Le droit international est formel: un traité européen, qui est un traité international, ne peut être ratifié qu’à l’unanimité des Etats membres, sauf si tous les Etats membres ont décidé antérieurement, à l’unanimité, que ce traité pourrait être ratifié à la majorité, ce qui n’est pas le cas pour le traité de Lisbonne pas plus que pour les traités européens antérieurs. Toutes les lamentations ne changeront rien à cette réalité. Inutile donc de déplorer que 4 millions d’Irlandais – 800 000 électeurs – puissent «bloquer» 450 millions d’européens. Tout le monde sait que s’il y avait eu des référendums partout, le non l’aurait emporté dans plusieurs pays. Le désaccord entre les élites et la population est désormais flagrant. Cet épisode est le énième soubresaut, après ceux de 2005, de la fuite en avant intégrationniste et européiste d’après Nice. La poursuite de la ratification par les huit autres est bien sûr possible mais ne change pas cette réalité. Une renégociation à vingt-sept est inenvisageable, et aboutirait de toute façon aux mêmes résultats. La renégociation d’un traité de Lisbonne à vingt-six apparaîtrait comme une manipulation de la démocratie alors que la démocratie représentative est déjà furieusement attaquée. Elle n’aura pas lieu. Les élites européennes ne peuvent pas prêcher l’état de droit dans le monde et s’en affranchir chez eux. Le «noyau dur» sera à nouveau évoqué ici et là mais ne se concrétisera pas. Quels pays en feraient parti? Pour faire quoi? En passant outre comment aux oppositions des exclus de ce noyau dur? En faisant ratifier comment cette création? Cela ne se fera pas. Seule hypothèse: des améliorations limitées, point par point et sans emphase, des traités existants, par exemple, sur la présidence durable, à condition qu’elles soient ratifiables partout par la voie parlementaire. Seule solution, donc: que les Irlandais revotent un jour, si leurs dirigeants et les autres dirigeants européens estiment possible de prendre ce risque. Dans ce cas là, et si les Irlandais votent oui, l’Union passera, avec retard, du traité de Nice à celui de Lisbonne. Sinon elle continuera à fonctionner dans le cadre de Nice.

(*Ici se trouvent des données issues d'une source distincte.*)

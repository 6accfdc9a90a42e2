use std::cmp::Ordering;

use bson::{Bson, Document};

use crate::path::get_path;

#[derive(Debug, Clone, Copy, PartialEq, Eq)]
pub enum SortDirection {
    Asc,
    Desc,
}

#[derive(Debug, Clone, PartialEq, Eq)]
pub struct Sort {
    pub field: String,
    pub direction: SortDirection,
}

impl Sort {
    pub fn asc(field: impl Into<String>) -> Self {
        Self {
            field: field.into(),
            direction: SortDirection::Asc,
        }
    }
}

/// Stable multi-key sort. Documents that tie on every key keep their
/// relative (insertion) order.
pub(crate) fn apply_sort(docs: &mut [Document], sorts: &[Sort]) {
    if sorts.is_empty() {
        return;
    }
    docs.sort_by(|a, b| {
        for sort in sorts {
            let ord = compare_field_values(get_path(a, &sort.field), get_path(b, &sort.field));
            let ord = match sort.direction {
                SortDirection::Asc => ord,
                SortDirection::Desc => ord.reverse(),
            };
            if ord != Ordering::Equal {
                return ord;
            }
        }
        Ordering::Equal
    });
}

/// Missing fields sort with nulls, ahead of everything else.
fn compare_field_values(a: Option<&Bson>, b: Option<&Bson>) -> Ordering {
    let a = a.unwrap_or(&Bson::Null);
    let b = b.unwrap_or(&Bson::Null);
    compare_bson(a, b)
}

/// Cross-type ordering: values of different kinds order by type rank,
/// numbers compare by value regardless of width.
pub(crate) fn compare_bson(a: &Bson, b: &Bson) -> Ordering {
    let rank = type_rank(a).cmp(&type_rank(b));
    if rank != Ordering::Equal {
        return rank;
    }

    match (a, b) {
        // ── Numbers ─────────────────────────────────────────────
        (Bson::Int32(a), Bson::Int32(b)) => a.cmp(b),
        (Bson::Int32(a), Bson::Int64(b)) => (*a as i64).cmp(b),
        (Bson::Int64(a), Bson::Int32(b)) => a.cmp(&(*b as i64)),
        (Bson::Int64(a), Bson::Int64(b)) => a.cmp(b),
        (a, b) if type_rank(a) == 2 => {
            let (a, b) = (as_f64(a), as_f64(b));
            a.partial_cmp(&b).unwrap_or(Ordering::Equal)
        }

        (Bson::String(a), Bson::String(b)) => a.cmp(b),
        (Bson::Document(a), Bson::Document(b)) => compare_documents(a, b),
        (Bson::Array(a), Bson::Array(b)) => compare_sequences(a, b),
        (Bson::ObjectId(a), Bson::ObjectId(b)) => a.bytes().cmp(&b.bytes()),
        (Bson::Boolean(a), Bson::Boolean(b)) => a.cmp(b),
        (Bson::DateTime(a), Bson::DateTime(b)) => {
            a.timestamp_millis().cmp(&b.timestamp_millis())
        }
        _ => Ordering::Equal,
    }
}

fn compare_documents(a: &Document, b: &Document) -> Ordering {
    for ((ka, va), (kb, vb)) in a.iter().zip(b.iter()) {
        let ord = ka.cmp(kb).then_with(|| compare_bson(va, vb));
        if ord != Ordering::Equal {
            return ord;
        }
    }
    a.len().cmp(&b.len())
}

fn compare_sequences(a: &[Bson], b: &[Bson]) -> Ordering {
    for (va, vb) in a.iter().zip(b.iter()) {
        let ord = compare_bson(va, vb);
        if ord != Ordering::Equal {
            return ord;
        }
    }
    a.len().cmp(&b.len())
}

fn as_f64(value: &Bson) -> f64 {
    match value {
        Bson::Int32(v) => *v as f64,
        Bson::Int64(v) => *v as f64,
        Bson::Double(v) => *v,
        _ => f64::NAN,
    }
}

fn type_rank(value: &Bson) -> u8 {
    match value {
        Bson::MinKey => 0,
        Bson::Null | Bson::Undefined => 1,
        Bson::Int32(_) | Bson::Int64(_) | Bson::Double(_) | Bson::Decimal128(_) => 2,
        Bson::String(_) | Bson::Symbol(_) => 3,
        Bson::Document(_) => 4,
        Bson::Array(_) => 5,
        Bson::Binary(_) => 6,
        Bson::ObjectId(_) => 7,
        Bson::Boolean(_) => 8,
        Bson::DateTime(_) => 9,
        Bson::Timestamp(_) => 10,
        Bson::RegularExpression(_) => 11,
        Bson::MaxKey => 13,
        _ => 12,
    }
}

Il est temps d’admettre que l’intégration politique globale (au sens fédéraliste) de l’Union à vingt-sept n’ira pas plus loin que Nice (ou Lisbonne si les Irlandais revotent, et votent oui). Et pourtant, l’Union a besoin d’agir et de lancer de nouvelles politiques. Comment? Il faudra distinguer clairement intégration (les peuples se fondent et s’en remettent à l’Europe) et construction (les peuples mettent en commun leur volonté d’agir ensemble). L’intégration a été longtemps présentée comme la seule voie légitime mais ce n’est plus une voie d’avenir: dès que les peuples en ont l’occasion, ils votent contre. En revanche, il n’y a pas d’opposition aux politiques communes et aux projets. Est-ce tragique? Depuis une dizaine d’années on a exagéré le rôle et la portée des traités et des institutions, comme si tout en dépendait de façon magique. On a crée des attentes énormes qui se sont muées en inquiétude. Le paroxysme a été atteint avec la «Constitution». Il faut changer de méthode. La non ratification, à ce stade, de Lisbonne, est regrettable. Mais elle ne doit pas être une excuse pour ne plus rien faire, au contraire. Après tout, quel traité était en vigueur quand a été conçu le traité de Rome? Aucun. Et est-ce grâce à des traités que Valery Giscard d’Estaing et Helmut Schmidt, François Mitterrand, Jacques Delors et Helmut Kohl ont fait ce qu’ils ont fait? Non, par volonté politique, la présidence française devait de toute façon se dérouler – avec ses avancées annoncées – sous l’empire du traité de Nice. Ce ne sont pas les insuffisances des traités qui empêchent l’adoption d’une politique commune de l’énergie, mais les désaccords de fond sur la Russie, le nucléaire, la séparation entre production et distribution. En matière internationale (que faire au Proche-Orient? sur l’Iran? la Chine? etc.), de toute façon les décisions restaient à l’unanimité. Sur l’écologie, la recherche, l’Europe de la défense aussi, cela dépend d’abord de la volonté des gouvernements.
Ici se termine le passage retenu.